> [Your assignment]: Retype only the lines at the head of the records, first through the one with "PartialEq, serde::Serialize, serde::Deserialize)]", exactly as written.

> [Given records]:
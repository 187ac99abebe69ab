use std::path::Path;

use anyhow::Context;

use crate::{
    assets::gallery::{CheatCode, GalleryEntry},
    compose::compositor::OverlayFailurePolicy,
    foundation::error::{OverlayerError, OverlayerResult},
    geometry::{mapper::ContainerBounds, transform::ResizeMode},
    interaction::controller::ControllerSettings,
};

/// Editor configuration, usually loaded from JSON. Every field has a default,
/// so `{}` is a valid config.
#[derive(Clone, Debug, PartialEq, serde::Serialize, serde::Deserialize)]
#[serde(default, deny_unknown_fields)]
pub struct EditorConfig {
    /// Space the background is fitted into.
    pub container: ContainerBounds,
    /// Width of a freshly selected overlay, in display pixels.
    pub default_overlay_width_px: f64,
    /// Floor for overlay width/height during resize.
    pub min_overlay_extent_px: f64,
    /// Size of the bottom-right corner zone that turns a body press into a resize.
    pub resize_hit_zone_px: f64,
    pub resize_mode: ResizeMode,
    pub overlay_failure: OverlayFailurePolicy,
    /// Name handed to the save collaborator.
    pub export_file_name: String,
    pub gallery: Vec<GalleryEntry>,
    pub cheat_code: Option<CheatCode>,
    /// Dedicated decode threads; `None` uses rayon's global pool.
    pub decode_threads: Option<usize>,
}

impl Default for EditorConfig {
    fn default() -> Self {
        Self {
            container: ContainerBounds::width(800.0),
            default_overlay_width_px: 100.0,
            min_overlay_extent_px: 1.0,
            resize_hit_zone_px: 10.0,
            resize_mode: ResizeMode::Free,
            overlay_failure: OverlayFailurePolicy::FallbackToBackground,
            export_file_name: "image.png".to_string(),
            gallery: vec![
                GalleryEntry::new("Overlay 1", "images/overlay1.png"),
                GalleryEntry::new("Overlay 2", "images/overlay2.png"),
                GalleryEntry::new("Overlay 3", "images/overlay3.png"),
            ],
            cheat_code: None,
            decode_threads: None,
        }
    }
}

impl EditorConfig {
    pub fn from_json_str(s: &str) -> OverlayerResult<Self> {
        let cfg: Self = serde_json::from_str(s)?;
        cfg.validate()?;
        Ok(cfg)
    }

    pub fn load(path: &Path) -> OverlayerResult<Self> {
        let s = std::fs::read_to_string(path)
            .with_context(|| format!("read config '{}'", path.display()))?;
        Self::from_json_str(&s)
    }

    pub fn validate(&self) -> OverlayerResult<()> {
        self.container.validate()?;
        for (name, v) in [
            ("default_overlay_width_px", self.default_overlay_width_px),
            ("min_overlay_extent_px", self.min_overlay_extent_px),
        ] {
            if !v.is_finite() || v <= 0.0 {
                return Err(OverlayerError::validation(format!("{name} must be finite and > 0")));
            }
        }
        if self.default_overlay_width_px < self.min_overlay_extent_px {
            return Err(OverlayerError::validation(
                "default_overlay_width_px must be >= min_overlay_extent_px",
            ));
        }
        if !self.resize_hit_zone_px.is_finite() || self.resize_hit_zone_px < 0.0 {
            return Err(OverlayerError::validation(
                "resize_hit_zone_px must be finite and >= 0",
            ));
        }
        let name = self.export_file_name.trim();
        if name.is_empty() || name.contains(['/', '\\']) {
            return Err(OverlayerError::validation(
                "export_file_name must be a bare, non-empty file name",
            ));
        }
        if self.decode_threads == Some(0) {
            return Err(OverlayerError::validation(
                "decode_threads must be >= 1 when set",
            ));
        }
        for (i, entry) in self.gallery.iter().enumerate() {
            crate::assets::source::normalize_rel_path(&entry.path).map_err(|e| {
                OverlayerError::validation(format!("gallery[{i}].path: {e}"))
            })?;
        }
        if let Some(cheat) = &self.cheat_code {
            if cheat.code.trim().is_empty() {
                return Err(OverlayerError::validation(
                    "cheat_code.code must be non-empty",
                ));
            }
            if cheat.slot >= self.gallery.len() {
                return Err(OverlayerError::validation(
                    "cheat_code.slot must index a gallery entry",
                ));
            }
            crate::assets::source::normalize_rel_path(&cheat.alternate_path)?;
        }
        Ok(())
    }

    pub fn controller_settings(&self) -> ControllerSettings {
        ControllerSettings {
            resize_mode: self.resize_mode,
            min_extent_px: self.min_overlay_extent_px,
            resize_hit_zone_px: self.resize_hit_zone_px,
        }
    }
}

#[cfg(test)]
#[path = "../tests/unit/config.rs"]
mod tests;
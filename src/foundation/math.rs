pub(crate) fn mul_div255_u16(x: u16, y: u16) -> u16 {
    (((u32::from(x) * u32::from(y)) + 127) / 255) as u16
}

pub(crate) fn mul_div255_u8(x: u16, y: u16) -> u8 {
    mul_div255_u16(x, y) as u8
}

pub(crate) fn premul_px(px: [u8; 4]) -> [u8; 4] {
    let a = u16::from(px[3]);
    if a == 0 {
        return [0, 0, 0, 0];
    }
    [
        mul_div255_u8(u16::from(px[0]), a),
        mul_div255_u8(u16::from(px[1]), a),
        mul_div255_u8(u16::from(px[2]), a),
        px[3],
    ]
}

pub(crate) fn premultiply_rgba8_in_place(rgba: &mut [u8]) {
    for px in rgba.chunks_exact_mut(4) {
        let out = premul_px([px[0], px[1], px[2], px[3]]);
        px.copy_from_slice(&out);
    }
}

pub(crate) fn unpremultiply_rgba8_in_place(rgba: &mut [u8]) {
    for px in rgba.chunks_exact_mut(4) {
        let a = u32::from(px[3]);
        if a == 0 || a == 255 {
            if a == 0 {
                px[..3].fill(0);
            }
            continue;
        }
        for c in &mut px[..3] {
            *c = ((u32::from(*c) * 255 + a / 2) / a).min(255) as u8;
        }
    }
}

/// Fold an angle difference in degrees into `[-180, 180)`.
pub(crate) fn wrap_delta_deg(delta: f64) -> f64 {
    (delta + 180.0).rem_euclid(360.0) - 180.0
}
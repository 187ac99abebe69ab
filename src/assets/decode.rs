use std::sync::Arc;

use crate::{
    OverlayerResult,
    assets::raster::PreparedImage,
    foundation::{error::OverlayerError, math::premultiply_rgba8_in_place},
};

/// Reject anything whose MIME type is not `image/*`.
pub fn check_image_mime(mime: &str) -> OverlayerResult<()> {
    if mime.trim().to_ascii_lowercase().starts_with("image/") {
        return Ok(());
    }
    Err(OverlayerError::invalid_input(
        "Please select a valid image file.",
    ))
}

/// Decode encoded image bytes and convert to premultiplied RGBA8.
#[tracing::instrument(skip(bytes), fields(len = bytes.len()))]
pub fn decode_image(bytes: &[u8]) -> OverlayerResult<PreparedImage> {
    let dyn_img = image::load_from_memory(bytes)
        .map_err(|e| OverlayerError::decode(format!("Error loading the image: {e}")))?;
    let rgba = dyn_img.to_rgba8();
    let (width, height) = rgba.dimensions();
    if width == 0 || height == 0 {
        return Err(OverlayerError::decode(
            "Error loading the image: empty raster",
        ));
    }

    let mut rgba8_premul = rgba.into_raw();
    premultiply_rgba8_in_place(&mut rgba8_premul);

    Ok(PreparedImage {
        width,
        height,
        rgba8_premul: Arc::new(rgba8_premul),
    })
}

#[cfg(test)]
#[path = "../../tests/unit/assets/decode.rs"]
mod tests;
use std::{
    collections::HashMap,
    path::{Path, PathBuf},
    sync::Arc,
};

use anyhow::Context;

use crate::foundation::error::{OverlayerError, OverlayerResult};

/// Where gallery assets are fetched from, addressed by relative path.
pub trait AssetSource {
    fn read(&self, rel_path: &str) -> OverlayerResult<Arc<Vec<u8>>>;
}

/// Reads gallery assets below a root directory.
#[derive(Clone, Debug)]
pub struct DirAssetSource {
    root: PathBuf,
}

impl DirAssetSource {
    pub fn new(root: impl Into<PathBuf>) -> Self {
        Self { root: root.into() }
    }

    pub fn root(&self) -> &Path {
        &self.root
    }
}

impl AssetSource for DirAssetSource {
    fn read(&self, rel_path: &str) -> OverlayerResult<Arc<Vec<u8>>> {
        let norm = normalize_rel_path(rel_path)?;
        let path = self.root.join(Path::new(&norm));
        let bytes = std::fs::read(&path)
            .with_context(|| format!("read asset bytes from '{}'", path.display()))?;
        Ok(Arc::new(bytes))
    }
}

/// In-memory assets keyed by normalized relative path.
#[derive(Clone, Debug, Default)]
pub struct MemoryAssetSource {
    files: HashMap<String, Arc<Vec<u8>>>,
}

impl MemoryAssetSource {
    pub fn new() -> Self {
        Self::default()
    }

    pub fn insert(&mut self, rel_path: &str, bytes: Vec<u8>) -> OverlayerResult<()> {
        let norm = normalize_rel_path(rel_path)?;
        self.files.insert(norm, Arc::new(bytes));
        Ok(())
    }
}

impl AssetSource for MemoryAssetSource {
    fn read(&self, rel_path: &str) -> OverlayerResult<Arc<Vec<u8>>> {
        let norm = normalize_rel_path(rel_path)?;
        self.files.get(&norm).cloned().ok_or_else(|| {
            OverlayerError::Other(anyhow::anyhow!("asset '{norm}' not found"))
        })
    }
}

/// Normalize a relative asset path: `/` separators, no `.` segments, no
/// absolute paths and no `..`.
pub fn normalize_rel_path(source: &str) -> OverlayerResult<String> {
    let s = source.replace('\\', "/");
    if s.starts_with('/') {
        return Err(OverlayerError::validation("asset paths must be relative"));
    }
    if s.is_empty() {
        return Err(OverlayerError::validation("asset path must be non-empty"));
    }

    let mut out = Vec::<&str>::new();
    for part in s.split('/') {
        if part.is_empty() || part == "." {
            continue;
        }
        if part == ".." {
            return Err(OverlayerError::validation(
                "asset paths must not contain '..'",
            ));
        }
        out.push(part);
    }

    if out.is_empty() {
        return Err(OverlayerError::validation(
            "asset path must contain a file name",
        ));
    }
    Ok(out.join("/"))
}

> [Response to this task]:
repository 187ac99abebe69ab
use std::path::Path;

use anyhow::Context;

use crate::{
    assets::gallery::{CheatCode, GalleryEntry},
    compose::compositor::OverlayFailurePolicy,
    foundation::error::{OverlayerError, OverlayerResult},
    geometry::{mapper::ContainerBounds, transform::ResizeMode},
    interaction::controller::ControllerSettings,
};

/// Editor configuration, usually loaded from JSON. Every field has a default,
/// so `{}` is a valid config.
#[derive(Clone, Debug, PartialEq, serde::Serialize, serde::Deserialize)]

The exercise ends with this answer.